▶ **WHAT YOU NEED TO DO**
From the records below, determine the number of lines containing "PageSizeConfig". Output that number alone.

▶ **DATA EXTRACT**
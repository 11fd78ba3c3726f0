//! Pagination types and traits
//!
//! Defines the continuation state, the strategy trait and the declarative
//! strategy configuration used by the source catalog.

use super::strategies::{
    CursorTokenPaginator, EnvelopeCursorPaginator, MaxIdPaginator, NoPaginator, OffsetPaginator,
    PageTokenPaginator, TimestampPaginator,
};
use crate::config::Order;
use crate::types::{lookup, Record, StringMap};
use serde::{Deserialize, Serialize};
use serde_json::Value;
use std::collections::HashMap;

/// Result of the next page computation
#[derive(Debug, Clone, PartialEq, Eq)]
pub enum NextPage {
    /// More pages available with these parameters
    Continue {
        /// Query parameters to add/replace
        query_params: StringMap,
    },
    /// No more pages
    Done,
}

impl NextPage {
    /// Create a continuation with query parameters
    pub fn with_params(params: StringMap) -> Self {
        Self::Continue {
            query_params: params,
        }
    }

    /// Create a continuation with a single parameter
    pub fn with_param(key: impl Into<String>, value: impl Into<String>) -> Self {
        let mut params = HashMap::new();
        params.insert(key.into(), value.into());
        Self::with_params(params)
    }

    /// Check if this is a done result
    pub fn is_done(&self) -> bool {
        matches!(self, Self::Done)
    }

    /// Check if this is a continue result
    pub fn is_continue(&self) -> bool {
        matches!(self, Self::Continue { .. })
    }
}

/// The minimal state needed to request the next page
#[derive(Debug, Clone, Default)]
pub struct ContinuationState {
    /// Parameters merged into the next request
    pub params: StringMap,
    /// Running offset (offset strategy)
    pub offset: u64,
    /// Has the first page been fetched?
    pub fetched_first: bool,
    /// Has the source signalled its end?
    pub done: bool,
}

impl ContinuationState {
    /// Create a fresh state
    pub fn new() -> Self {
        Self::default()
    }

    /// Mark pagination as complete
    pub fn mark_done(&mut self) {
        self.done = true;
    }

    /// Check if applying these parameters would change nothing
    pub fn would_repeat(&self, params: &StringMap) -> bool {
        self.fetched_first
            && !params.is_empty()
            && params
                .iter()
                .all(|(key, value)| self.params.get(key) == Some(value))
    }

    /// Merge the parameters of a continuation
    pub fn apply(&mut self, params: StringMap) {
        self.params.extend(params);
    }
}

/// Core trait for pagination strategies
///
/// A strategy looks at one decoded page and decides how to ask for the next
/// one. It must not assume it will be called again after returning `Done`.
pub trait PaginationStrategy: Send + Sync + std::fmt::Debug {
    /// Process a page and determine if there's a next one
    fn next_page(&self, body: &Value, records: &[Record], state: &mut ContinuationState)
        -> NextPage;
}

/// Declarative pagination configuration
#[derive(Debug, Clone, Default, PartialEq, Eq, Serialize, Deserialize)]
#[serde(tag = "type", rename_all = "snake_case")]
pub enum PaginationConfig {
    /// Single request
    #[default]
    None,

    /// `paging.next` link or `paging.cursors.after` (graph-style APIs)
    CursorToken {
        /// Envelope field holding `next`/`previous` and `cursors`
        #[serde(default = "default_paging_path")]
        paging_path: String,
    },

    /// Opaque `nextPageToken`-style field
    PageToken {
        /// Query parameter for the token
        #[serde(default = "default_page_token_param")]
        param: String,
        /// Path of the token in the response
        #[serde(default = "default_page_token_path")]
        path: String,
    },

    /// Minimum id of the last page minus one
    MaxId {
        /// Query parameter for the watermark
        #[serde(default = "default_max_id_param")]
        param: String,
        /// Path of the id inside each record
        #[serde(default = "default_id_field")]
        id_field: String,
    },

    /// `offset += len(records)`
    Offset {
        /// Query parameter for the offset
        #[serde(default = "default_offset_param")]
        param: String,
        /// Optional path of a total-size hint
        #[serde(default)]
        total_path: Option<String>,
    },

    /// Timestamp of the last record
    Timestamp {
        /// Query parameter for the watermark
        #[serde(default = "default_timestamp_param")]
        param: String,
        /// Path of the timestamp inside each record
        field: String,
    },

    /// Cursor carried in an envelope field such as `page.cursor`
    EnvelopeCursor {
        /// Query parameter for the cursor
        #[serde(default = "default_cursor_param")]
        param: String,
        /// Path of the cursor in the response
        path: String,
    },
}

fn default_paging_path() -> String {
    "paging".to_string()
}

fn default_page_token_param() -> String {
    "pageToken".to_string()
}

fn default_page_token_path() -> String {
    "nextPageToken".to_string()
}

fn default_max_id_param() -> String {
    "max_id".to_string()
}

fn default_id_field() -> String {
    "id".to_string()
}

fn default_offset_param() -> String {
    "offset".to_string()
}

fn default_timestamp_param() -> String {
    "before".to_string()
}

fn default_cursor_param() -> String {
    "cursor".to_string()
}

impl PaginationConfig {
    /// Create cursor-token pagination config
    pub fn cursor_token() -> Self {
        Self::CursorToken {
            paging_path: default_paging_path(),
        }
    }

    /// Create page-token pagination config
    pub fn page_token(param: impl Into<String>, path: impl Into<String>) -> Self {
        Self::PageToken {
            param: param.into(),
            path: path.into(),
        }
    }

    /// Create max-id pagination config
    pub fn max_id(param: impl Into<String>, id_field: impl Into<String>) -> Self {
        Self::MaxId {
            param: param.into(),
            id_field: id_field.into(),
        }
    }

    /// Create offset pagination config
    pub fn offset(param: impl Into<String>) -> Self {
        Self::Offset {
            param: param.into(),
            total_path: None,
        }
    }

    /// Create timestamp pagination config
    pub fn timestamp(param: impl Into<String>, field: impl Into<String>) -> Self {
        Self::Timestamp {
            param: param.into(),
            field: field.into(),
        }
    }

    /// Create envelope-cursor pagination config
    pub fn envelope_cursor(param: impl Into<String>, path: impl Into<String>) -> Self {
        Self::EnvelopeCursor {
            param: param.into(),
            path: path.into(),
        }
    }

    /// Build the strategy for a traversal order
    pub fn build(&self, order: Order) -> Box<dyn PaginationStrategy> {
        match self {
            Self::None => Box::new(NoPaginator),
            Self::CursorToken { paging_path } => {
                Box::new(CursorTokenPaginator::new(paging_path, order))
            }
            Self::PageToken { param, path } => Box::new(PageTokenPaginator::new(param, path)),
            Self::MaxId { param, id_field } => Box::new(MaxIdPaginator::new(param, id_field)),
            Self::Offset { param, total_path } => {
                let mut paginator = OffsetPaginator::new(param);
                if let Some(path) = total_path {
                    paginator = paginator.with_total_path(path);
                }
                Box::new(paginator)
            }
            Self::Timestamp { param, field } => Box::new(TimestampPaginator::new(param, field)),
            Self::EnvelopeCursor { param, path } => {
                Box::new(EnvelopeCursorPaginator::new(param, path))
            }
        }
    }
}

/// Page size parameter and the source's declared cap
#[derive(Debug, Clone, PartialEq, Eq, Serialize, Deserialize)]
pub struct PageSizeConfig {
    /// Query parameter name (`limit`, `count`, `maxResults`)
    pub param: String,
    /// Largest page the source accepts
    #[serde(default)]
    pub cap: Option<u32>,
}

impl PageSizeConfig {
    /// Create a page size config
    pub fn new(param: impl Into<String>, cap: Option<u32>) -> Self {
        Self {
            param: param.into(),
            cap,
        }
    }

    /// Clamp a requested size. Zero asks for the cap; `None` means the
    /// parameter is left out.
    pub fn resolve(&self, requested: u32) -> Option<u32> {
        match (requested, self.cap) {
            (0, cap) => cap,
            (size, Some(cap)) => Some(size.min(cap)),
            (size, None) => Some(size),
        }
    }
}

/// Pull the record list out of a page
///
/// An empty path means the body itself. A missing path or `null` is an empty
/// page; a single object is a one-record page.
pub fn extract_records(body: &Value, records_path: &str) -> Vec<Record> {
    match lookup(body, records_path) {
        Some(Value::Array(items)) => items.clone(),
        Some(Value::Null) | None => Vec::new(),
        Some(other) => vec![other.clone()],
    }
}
--
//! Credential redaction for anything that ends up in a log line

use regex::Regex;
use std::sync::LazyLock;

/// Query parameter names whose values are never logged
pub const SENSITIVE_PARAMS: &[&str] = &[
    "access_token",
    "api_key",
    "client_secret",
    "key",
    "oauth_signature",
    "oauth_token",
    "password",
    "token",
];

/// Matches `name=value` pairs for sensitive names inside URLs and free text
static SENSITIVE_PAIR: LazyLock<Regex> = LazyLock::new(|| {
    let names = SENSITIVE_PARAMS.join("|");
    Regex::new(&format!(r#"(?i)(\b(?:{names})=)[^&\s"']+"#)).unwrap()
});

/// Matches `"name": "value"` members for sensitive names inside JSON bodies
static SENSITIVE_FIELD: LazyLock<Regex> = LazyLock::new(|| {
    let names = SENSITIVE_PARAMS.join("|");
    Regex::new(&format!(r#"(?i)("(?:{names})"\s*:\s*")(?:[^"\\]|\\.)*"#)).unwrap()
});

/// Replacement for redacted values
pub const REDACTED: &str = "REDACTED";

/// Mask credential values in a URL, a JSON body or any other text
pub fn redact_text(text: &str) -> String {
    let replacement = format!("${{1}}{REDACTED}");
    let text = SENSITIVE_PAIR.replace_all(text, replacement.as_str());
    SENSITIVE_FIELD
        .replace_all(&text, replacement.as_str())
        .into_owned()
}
---
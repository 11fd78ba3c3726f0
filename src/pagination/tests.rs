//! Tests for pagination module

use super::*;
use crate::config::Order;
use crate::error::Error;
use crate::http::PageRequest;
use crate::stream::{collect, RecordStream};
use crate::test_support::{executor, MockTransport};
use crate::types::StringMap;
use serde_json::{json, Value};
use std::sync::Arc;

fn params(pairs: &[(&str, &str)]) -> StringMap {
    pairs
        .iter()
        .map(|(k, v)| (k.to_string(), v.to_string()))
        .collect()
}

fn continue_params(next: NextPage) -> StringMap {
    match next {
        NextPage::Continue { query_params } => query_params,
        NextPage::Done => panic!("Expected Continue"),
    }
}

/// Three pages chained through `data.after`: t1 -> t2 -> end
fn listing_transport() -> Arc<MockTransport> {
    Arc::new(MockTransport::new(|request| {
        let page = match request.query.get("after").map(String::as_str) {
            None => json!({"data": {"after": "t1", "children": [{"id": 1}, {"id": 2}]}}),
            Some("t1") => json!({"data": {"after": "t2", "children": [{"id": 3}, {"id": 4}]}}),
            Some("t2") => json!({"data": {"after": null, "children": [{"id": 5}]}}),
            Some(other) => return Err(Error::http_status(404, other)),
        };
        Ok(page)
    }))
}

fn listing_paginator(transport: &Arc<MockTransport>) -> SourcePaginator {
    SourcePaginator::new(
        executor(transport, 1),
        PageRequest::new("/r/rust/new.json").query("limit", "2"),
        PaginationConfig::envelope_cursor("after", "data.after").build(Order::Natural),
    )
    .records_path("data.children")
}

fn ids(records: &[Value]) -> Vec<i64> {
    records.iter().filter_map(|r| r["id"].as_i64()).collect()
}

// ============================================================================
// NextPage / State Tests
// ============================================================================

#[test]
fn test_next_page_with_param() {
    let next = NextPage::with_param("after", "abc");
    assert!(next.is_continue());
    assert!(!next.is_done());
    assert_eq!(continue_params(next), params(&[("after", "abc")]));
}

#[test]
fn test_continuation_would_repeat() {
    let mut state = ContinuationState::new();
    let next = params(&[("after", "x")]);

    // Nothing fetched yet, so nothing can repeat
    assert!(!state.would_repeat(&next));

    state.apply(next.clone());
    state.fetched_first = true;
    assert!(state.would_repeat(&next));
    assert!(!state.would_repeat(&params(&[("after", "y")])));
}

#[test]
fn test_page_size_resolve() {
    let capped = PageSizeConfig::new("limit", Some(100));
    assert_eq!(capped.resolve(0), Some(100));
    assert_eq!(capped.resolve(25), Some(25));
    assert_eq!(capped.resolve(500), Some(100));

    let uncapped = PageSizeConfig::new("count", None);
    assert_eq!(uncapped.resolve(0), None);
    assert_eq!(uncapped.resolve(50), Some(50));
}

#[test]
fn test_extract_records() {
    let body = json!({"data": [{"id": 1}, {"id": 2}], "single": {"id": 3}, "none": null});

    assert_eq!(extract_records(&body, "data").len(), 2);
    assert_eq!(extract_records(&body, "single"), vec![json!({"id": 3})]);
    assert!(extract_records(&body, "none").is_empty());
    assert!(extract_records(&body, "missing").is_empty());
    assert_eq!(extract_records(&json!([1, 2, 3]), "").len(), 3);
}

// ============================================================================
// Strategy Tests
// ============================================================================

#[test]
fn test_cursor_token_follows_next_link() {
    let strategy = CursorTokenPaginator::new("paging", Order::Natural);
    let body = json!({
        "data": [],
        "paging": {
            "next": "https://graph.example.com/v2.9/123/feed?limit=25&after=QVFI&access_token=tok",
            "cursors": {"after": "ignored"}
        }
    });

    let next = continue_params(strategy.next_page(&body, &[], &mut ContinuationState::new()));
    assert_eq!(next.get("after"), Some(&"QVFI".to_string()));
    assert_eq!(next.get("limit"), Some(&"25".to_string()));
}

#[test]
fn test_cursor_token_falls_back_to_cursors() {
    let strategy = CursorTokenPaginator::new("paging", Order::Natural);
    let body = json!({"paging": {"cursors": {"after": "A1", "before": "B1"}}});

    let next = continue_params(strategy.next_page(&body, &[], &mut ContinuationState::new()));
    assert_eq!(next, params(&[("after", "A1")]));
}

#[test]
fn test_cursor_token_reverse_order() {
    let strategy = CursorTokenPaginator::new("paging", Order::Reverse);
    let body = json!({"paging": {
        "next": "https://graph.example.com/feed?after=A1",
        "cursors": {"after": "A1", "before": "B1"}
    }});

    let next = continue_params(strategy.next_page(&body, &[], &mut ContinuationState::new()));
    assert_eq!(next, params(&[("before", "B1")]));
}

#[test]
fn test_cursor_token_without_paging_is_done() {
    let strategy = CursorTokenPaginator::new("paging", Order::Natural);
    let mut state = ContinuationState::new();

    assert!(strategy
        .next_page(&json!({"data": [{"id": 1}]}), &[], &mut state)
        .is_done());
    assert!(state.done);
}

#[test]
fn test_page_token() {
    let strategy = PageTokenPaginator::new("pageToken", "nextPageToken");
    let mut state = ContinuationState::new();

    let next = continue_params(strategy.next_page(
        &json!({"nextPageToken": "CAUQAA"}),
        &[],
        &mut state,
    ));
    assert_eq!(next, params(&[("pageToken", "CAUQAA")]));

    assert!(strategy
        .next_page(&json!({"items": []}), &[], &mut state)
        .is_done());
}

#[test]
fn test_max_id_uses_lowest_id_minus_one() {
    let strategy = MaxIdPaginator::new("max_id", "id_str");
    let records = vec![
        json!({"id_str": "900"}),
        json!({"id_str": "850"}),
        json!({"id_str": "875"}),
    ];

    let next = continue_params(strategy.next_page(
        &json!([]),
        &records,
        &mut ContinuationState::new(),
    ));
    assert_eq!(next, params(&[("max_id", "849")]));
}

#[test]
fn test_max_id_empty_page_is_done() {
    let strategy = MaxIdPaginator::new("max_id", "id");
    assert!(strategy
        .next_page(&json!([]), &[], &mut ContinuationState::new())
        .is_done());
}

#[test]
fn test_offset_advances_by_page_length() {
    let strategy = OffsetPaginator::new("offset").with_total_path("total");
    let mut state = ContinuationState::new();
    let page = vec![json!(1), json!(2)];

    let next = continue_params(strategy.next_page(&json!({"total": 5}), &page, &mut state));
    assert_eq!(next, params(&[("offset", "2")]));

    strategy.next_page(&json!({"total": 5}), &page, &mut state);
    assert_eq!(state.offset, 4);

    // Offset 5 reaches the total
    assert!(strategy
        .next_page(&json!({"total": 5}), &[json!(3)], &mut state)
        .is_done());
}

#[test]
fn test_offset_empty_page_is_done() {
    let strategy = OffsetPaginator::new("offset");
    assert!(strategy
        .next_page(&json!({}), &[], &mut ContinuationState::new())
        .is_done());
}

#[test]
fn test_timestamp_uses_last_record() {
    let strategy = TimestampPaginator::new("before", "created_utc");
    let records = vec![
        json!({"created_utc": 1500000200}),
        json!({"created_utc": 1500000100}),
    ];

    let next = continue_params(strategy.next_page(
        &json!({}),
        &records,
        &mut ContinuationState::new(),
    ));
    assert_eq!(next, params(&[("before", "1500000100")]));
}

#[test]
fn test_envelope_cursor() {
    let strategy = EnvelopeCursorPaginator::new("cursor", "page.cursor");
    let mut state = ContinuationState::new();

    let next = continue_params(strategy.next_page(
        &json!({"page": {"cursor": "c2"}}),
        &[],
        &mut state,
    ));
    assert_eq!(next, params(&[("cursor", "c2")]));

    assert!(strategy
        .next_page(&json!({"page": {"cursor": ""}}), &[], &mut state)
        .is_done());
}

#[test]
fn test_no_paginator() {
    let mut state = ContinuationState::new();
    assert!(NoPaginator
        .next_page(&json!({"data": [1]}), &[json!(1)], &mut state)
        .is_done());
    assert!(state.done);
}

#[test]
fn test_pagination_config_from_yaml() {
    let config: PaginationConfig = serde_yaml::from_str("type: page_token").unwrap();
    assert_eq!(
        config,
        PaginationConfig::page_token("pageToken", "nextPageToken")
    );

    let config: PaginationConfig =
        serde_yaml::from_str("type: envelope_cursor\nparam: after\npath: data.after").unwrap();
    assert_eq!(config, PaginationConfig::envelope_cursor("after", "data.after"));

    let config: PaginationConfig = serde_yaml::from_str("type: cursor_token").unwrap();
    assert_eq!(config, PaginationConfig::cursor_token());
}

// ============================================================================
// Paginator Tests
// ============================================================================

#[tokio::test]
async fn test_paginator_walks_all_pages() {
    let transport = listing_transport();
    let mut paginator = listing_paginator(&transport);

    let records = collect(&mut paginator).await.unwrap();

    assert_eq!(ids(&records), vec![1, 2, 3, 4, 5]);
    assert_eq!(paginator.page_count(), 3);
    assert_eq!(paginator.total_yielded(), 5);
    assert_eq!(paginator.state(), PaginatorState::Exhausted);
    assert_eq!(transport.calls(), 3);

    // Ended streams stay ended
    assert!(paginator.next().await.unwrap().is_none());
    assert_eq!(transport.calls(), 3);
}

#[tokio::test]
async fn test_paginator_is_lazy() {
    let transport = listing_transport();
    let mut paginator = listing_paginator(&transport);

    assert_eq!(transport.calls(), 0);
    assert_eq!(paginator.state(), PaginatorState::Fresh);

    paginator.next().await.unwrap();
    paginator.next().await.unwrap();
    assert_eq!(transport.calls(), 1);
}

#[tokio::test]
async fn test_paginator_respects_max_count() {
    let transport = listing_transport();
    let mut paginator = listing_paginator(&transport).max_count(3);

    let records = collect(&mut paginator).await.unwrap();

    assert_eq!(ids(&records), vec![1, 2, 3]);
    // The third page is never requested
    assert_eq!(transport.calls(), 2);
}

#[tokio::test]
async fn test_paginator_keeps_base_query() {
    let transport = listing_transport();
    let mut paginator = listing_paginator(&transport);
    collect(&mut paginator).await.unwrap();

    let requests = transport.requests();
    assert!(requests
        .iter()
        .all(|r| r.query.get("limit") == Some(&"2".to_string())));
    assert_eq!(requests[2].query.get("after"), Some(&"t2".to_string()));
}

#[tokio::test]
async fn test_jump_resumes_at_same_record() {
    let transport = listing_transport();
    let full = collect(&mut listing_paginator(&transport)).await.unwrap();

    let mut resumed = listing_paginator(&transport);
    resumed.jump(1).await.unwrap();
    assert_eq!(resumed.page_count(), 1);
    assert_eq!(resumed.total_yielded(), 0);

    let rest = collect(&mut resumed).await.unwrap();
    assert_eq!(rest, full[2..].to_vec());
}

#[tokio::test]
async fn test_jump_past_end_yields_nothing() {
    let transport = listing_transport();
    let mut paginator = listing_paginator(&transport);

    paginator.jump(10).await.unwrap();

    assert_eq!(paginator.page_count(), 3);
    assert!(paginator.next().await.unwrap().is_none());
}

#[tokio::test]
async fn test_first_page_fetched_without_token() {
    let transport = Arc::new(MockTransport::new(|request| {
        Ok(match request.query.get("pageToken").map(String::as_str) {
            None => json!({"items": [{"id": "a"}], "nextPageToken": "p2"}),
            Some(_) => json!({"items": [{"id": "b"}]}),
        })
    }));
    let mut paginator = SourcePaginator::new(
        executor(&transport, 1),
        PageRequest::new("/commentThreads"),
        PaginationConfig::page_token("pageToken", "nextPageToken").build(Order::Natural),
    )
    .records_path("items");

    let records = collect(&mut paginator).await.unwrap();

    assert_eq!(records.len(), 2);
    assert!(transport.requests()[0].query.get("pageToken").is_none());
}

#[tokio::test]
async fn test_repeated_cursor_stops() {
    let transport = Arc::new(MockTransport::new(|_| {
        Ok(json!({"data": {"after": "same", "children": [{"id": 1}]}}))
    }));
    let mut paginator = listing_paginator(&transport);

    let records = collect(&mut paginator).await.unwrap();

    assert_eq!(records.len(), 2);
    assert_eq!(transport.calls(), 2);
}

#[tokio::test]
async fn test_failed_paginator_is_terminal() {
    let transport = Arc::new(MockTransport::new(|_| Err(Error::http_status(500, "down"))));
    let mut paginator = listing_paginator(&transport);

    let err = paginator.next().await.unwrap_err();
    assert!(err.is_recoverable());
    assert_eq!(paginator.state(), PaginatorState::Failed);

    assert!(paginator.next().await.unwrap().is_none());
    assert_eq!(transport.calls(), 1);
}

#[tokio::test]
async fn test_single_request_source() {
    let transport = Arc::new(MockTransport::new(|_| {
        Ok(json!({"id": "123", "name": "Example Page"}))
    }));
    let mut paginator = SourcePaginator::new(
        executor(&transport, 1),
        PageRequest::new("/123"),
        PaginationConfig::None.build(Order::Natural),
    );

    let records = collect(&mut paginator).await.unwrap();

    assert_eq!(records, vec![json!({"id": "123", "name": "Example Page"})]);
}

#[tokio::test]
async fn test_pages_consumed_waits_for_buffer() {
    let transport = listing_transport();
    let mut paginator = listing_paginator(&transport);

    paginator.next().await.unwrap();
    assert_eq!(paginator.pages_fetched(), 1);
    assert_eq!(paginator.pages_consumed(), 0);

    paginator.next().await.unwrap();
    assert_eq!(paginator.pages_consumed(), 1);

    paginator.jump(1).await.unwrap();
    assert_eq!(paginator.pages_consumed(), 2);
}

▶ **RESPONSE TO THE TASK**
4